In super-secrete tests the Pentagon whizz kids have rolled out a new kind of battle armor for a new kind of war.
On proving grounds in secret locations on the Isle of Wight, the army boys have unleashed their most potent defense against projectile weapons up to, and including, 50 caliber armor piercing and incendiary rounds.
The armor has been tagged "Curtain Armor with Twists of Lemon".
What's it made of?
Well, 60 to 90% water (preferably about 85% water), curtain material, and alloy peels, wherein during typical use on the battlefield the water is frozen and comprises of salted water sufficiently salted to freeze the water to be frozen down to around -175 to -10 centigrade (preferably about -30 C); and the curtain material is made out of Kevlar and the alloy peels are made out of any suitable material such as, but not limited to, peels of stainless steel, tungsten and depleted uranium, alone or in combination.
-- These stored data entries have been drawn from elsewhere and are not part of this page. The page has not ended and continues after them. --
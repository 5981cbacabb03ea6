//! Type definitions for parsed layout profiles.

use crate::typename::TypeName;
use serde::Deserialize;
use std::collections::HashMap;

/// Top-level layout profile file structure.
#[derive(Debug, Deserialize)]
pub struct ProfileFile {
    pub metadata: Metadata,
    #[serde(default)]
    pub base_types: HashMap<String, BaseType>,
    #[serde(default)]
    pub user_types: HashMap<String, UserType>,
}

/// Profile metadata block.
#[derive(Debug, Clone, Deserialize)]
pub struct Metadata {
    pub format: String,
    #[serde(default)]
    pub producer: Option<Producer>,
}

#[derive(Debug, Clone, Deserialize)]
pub struct Producer {
    #[serde(default)]
    pub name: Option<String>,
    #[serde(default)]
    pub version: Option<String>,
}

/// A base (primitive) type definition.
#[derive(Debug, Clone, Deserialize)]
pub struct BaseType {
    pub size: usize,
    pub signed: bool,
    /// One of "int", "float", "bool", "char".
    pub kind: String,
    #[serde(default = "default_endian")]
    pub endian: String,
}

fn default_endian() -> String {
    "little".to_string()
}

impl BaseType {
    pub fn new(size: usize, signed: bool, kind: &str) -> Self {
        BaseType {
            size,
            signed,
            kind: kind.to_string(),
            endian: default_endian(),
        }
    }
}

/// A user-defined (struct) type.
#[derive(Debug, Clone, Deserialize)]
pub struct UserType {
    pub size: usize,
    /// Alignment override. Computed from the fields when absent.
    #[serde(default)]
    pub align: Option<usize>,
    #[serde(default)]
    pub fields: HashMap<String, FieldDef>,
}

/// A field within a user type.
#[derive(Debug, Clone, Deserialize)]
pub struct FieldDef {
    pub offset: usize,
    #[serde(rename = "type")]
    pub type_info: TypeInfo,
}

/// Type information for a field, recursive to handle pointers and arrays.
#[derive(Debug, Clone, Deserialize)]
pub struct TypeInfo {
    /// One of "base", "struct", "pointer", "array".
    pub kind: String,

    /// For kind="struct" or kind="base": the type name.
    #[serde(default)]
    pub name: Option<String>,

    /// For kind="pointer" or kind="array": the pointee / element type.
    #[serde(default)]
    pub subtype: Option<Box<TypeInfo>>,

    /// For kind="array": element count.
    #[serde(default)]
    pub count: Option<usize>,

    /// Size override.
    #[serde(default)]
    pub size: Option<usize>,
}

// ============================================================================
// Resolved profile for runtime use
// ============================================================================

/// Size and alignment queries by type name.
///
/// Layout patterns resolve their `{T}` slots through this trait, so callers
/// can layer extra knowledge (e.g. container shapes) over a profile.
pub trait TypeMetrics {
    /// Pointer width in bytes (4 or 8).
    fn pointer_size(&self) -> usize;

    /// Size of a value of this type, if known.
    fn size_of(&self, type_name: &TypeName) -> Option<usize>;

    /// Alignment of this type, if known.
    fn align_of(&self, type_name: &TypeName) -> Option<usize>;
}

/// Fully resolved layout profile ready for use.
#[derive(Debug, Clone)]
pub struct LayoutProfile {
    /// Base (primitive) types, built-ins merged with the profile's own.
    pub base_types: HashMap<String, BaseType>,
    /// User-defined struct types, keyed by normalized name.
    pub user_types: HashMap<String, UserType>,
    /// Metadata.
    pub metadata: Metadata,
    /// Pointer size in bytes (4 or 8).
    pub pointer_size: usize,
}

impl Default for LayoutProfile {
    fn default() -> Self {
        LayoutProfile {
            base_types: crate::parser::builtin_base_types(8),
            user_types: HashMap::new(),
            metadata: Metadata {
                format: "builtin".to_string(),
                producer: None,
            },
            pointer_size: 8,
        }
    }
}

impl LayoutProfile {
    /// Look up a struct definition by name.
    pub fn get_type(&self, name: &str) -> Option<&UserType> {
        self.user_types.get(name)
    }

    /// Look up a primitive definition by name.
    pub fn get_base_type(&self, name: &str) -> Option<&BaseType> {
        self.base_types.get(name)
    }

    /// Get the size of a type (user type or base type) by its exact name.
    pub fn type_size(&self, type_name: &str) -> Option<usize> {
        if let Some(ut) = self.user_types.get(type_name) {
            Some(ut.size)
        } else {
            self.base_types.get(type_name).map(|bt| bt.size)
        }
    }

    /// Fields of a user type ordered by offset (ties broken by name).
    pub fn ordered_fields(&self, type_name: &str) -> Option<Vec<(&str, &FieldDef)>> {
        let ut = self.user_types.get(type_name)?;
        let mut fields: Vec<(&str, &FieldDef)> =
            ut.fields.iter().map(|(n, f)| (n.as_str(), f)).collect();
        fields.sort_by(|a, b| a.1.offset.cmp(&b.1.offset).then(a.0.cmp(b.0)));
        Some(fields)
    }

    /// The type name a field's `TypeInfo` describes.
    pub fn field_type_name(&self, type_info: &TypeInfo) -> Option<TypeName> {
        let name = match type_info.kind.as_str() {
            "pointer" => {
                let pointee = type_info
                    .subtype
                    .as_ref()
                    .and_then(|st| self.field_type_name(st))
                    .map(|t| t.as_str().to_string())
                    .unwrap_or_else(|| "void".to_string());
                format!("{} *", pointee)
            }
            "array" => {
                let elem = self.field_type_name(type_info.subtype.as_ref()?)?;
                format!("{}[{}]", elem, type_info.count.unwrap_or(0))
            }
            _ => type_info.name.clone()?,
        };
        TypeName::parse(&name).ok()
    }

    fn user_type_align(&self, ut: &UserType, depth: usize) -> usize {
        if let Some(align) = ut.align {
            return align;
        }
        if depth > 32 {
            return 1;
        }
        ut.fields
            .values()
            .filter_map(|f| self.field_type_name(&f.type_info))
            .filter_map(|t| self.align_at_depth(&t, depth + 1))
            .max()
            .unwrap_or(1)
    }

    fn align_at_depth(&self, type_name: &TypeName, depth: usize) -> Option<usize> {
        if type_name.is_pointer() {
            return Some(self.pointer_size);
        }
        if let Some((elem, _)) = type_name.array_parts() {
            return self.align_at_depth(&elem, depth + 1);
        }
        if let Some(bt) = self.base_types.get(type_name.as_str()) {
            return Some(bt.size.clamp(1, 16));
        }
        self.user_types
            .get(type_name.as_str())
            .map(|ut| self.user_type_align(ut, depth))
    }
}

impl TypeMetrics for LayoutProfile {
    fn pointer_size(&self) -> usize {
        self.pointer_size
    }

    fn size_of(&self, type_name: &TypeName) -> Option<usize> {
        if type_name.is_pointer() {
            return Some(self.pointer_size);
        }
        if let Some((elem, count)) = type_name.array_parts() {
            return self.size_of(&elem).map(|s| s * count as usize);
        }
        self.type_size(type_name.as_str())
    }

    fn align_of(&self, type_name: &TypeName) -> Option<usize> {
        self.align_at_depth(type_name, 0)
    }
}

#[cfg(test)]
mod tests {
    use super::*;
    use crate::parser::parse_profile_str;

    const PROFILE: &str = r#"{
        "metadata": { "format": "1.0.0" },
        "user_types": {
            "Vertex": {
                "size": 24,
                "fields": {
                    "position": { "offset": 0, "type": { "kind": "array", "count": 3, "subtype": { "kind": "base", "name": "float" } } },
                    "next": { "offset": 16, "type": { "kind": "pointer", "subtype": { "kind": "struct", "name": "Vertex" } } },
                    "flags": { "offset": 12, "type": { "kind": "base", "name": "unsigned int" } }
                }
            },
            "Packed": { "size": 5, "align": 1, "fields": {} }
        }
    }"#;

    #[test]
    fn test_ordered_fields() {
        let profile = parse_profile_str(PROFILE).unwrap();
        let fields = profile.ordered_fields("Vertex").unwrap();
        let names: Vec<&str> = fields.iter().map(|(n, _)| *n).collect();
        assert_eq!(names, vec!["position", "flags", "next"]);
    }

    #[test]
    fn test_field_type_names() {
        let profile = parse_profile_str(PROFILE).unwrap();
        let ut = profile.get_type("Vertex").unwrap();
        let pos = profile.field_type_name(&ut.fields["position"].type_info).unwrap();
        assert_eq!(pos.as_str(), "float[3]");
        let next = profile.field_type_name(&ut.fields["next"].type_info).unwrap();
        assert_eq!(next.as_str(), "Vertex *");
    }

    #[test]
    fn test_metrics() {
        let profile = parse_profile_str(PROFILE).unwrap();
        let vertex = TypeName::parse("Vertex").unwrap();
        assert_eq!(profile.size_of(&vertex), Some(24));
        // Widest field is the pointer.
        assert_eq!(profile.align_of(&vertex), Some(8));

        let packed = TypeName::parse("Packed").unwrap();
        assert_eq!(profile.align_of(&packed), Some(1));

        let arr = TypeName::parse("double[4]").unwrap();
        assert_eq!(profile.size_of(&arr), Some(32));
        assert_eq!(profile.align_of(&arr), Some(8));

        let unknown = TypeName::parse("Mystery").unwrap();
        assert_eq!(profile.size_of(&unknown), None);
    }
}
What's the unique feature of this invention?
There are several non-obvious features including the lightweight nature of the armor during transport making vehicles covered in the new armor sufficiently lightweight to be flown efficiently to theatre.
The water is added later - so during transport the only elements of armor are the curtains, and these can be rolled up and transported separately. In the field there are curtain rails on the vehicle to "put up the curtains" and then water tight panels are fitted around the curtains and water added. The water is cooled by an onboard cooling unit and as the water turns to mush the peels are added. The peels can be combined with varying amounts of low-density materials such as, but not limited to, polystyrene to give the peels different buoyancies. The water is cooled until it becomes rock hard and "Bob's Your Uncle" you have armor that can stop 50 caliber rounds. In a second embodiment of the invention crushed ice or ice-cubes are added from an ice-making machine thus reducing the time to complete the recipe.
How does it work?
Incoming rounds penetrate the panels and then the frozen water, the peels cause the rounds to tumble and upon striking the curtains the kinetic energy of the rounds is quickly dissipated along with heat. It doesn't matter how many holes are made in the panels - the water is frozen and so doesn't' leak, and when the armored vehicle returns to base damaged panels are swapped out.
Yes, many - including, but not limited to, expandable panels - e.g., using concertinaed panels that can expand or retract allowing different amounts of water to be added, this will help put extra thickness around more vulnerable parts of the vehicle, and thinner armor where it can be thinner. Moisture capture is another feature we want to develop - the ability to capture moisture (using off-the-shelf dehumidifier technology) out of the ambient air thus allowing the vehicle to make armor 'on the go'; this will mean vehicles can gain armor while approaching a battle scene and loose it during quick dashes to make up ground to avoid situations that happened in Iraq where large battle tanks got left behind - we want our battle tanks of the future to keep up - this new armor will give them that capability.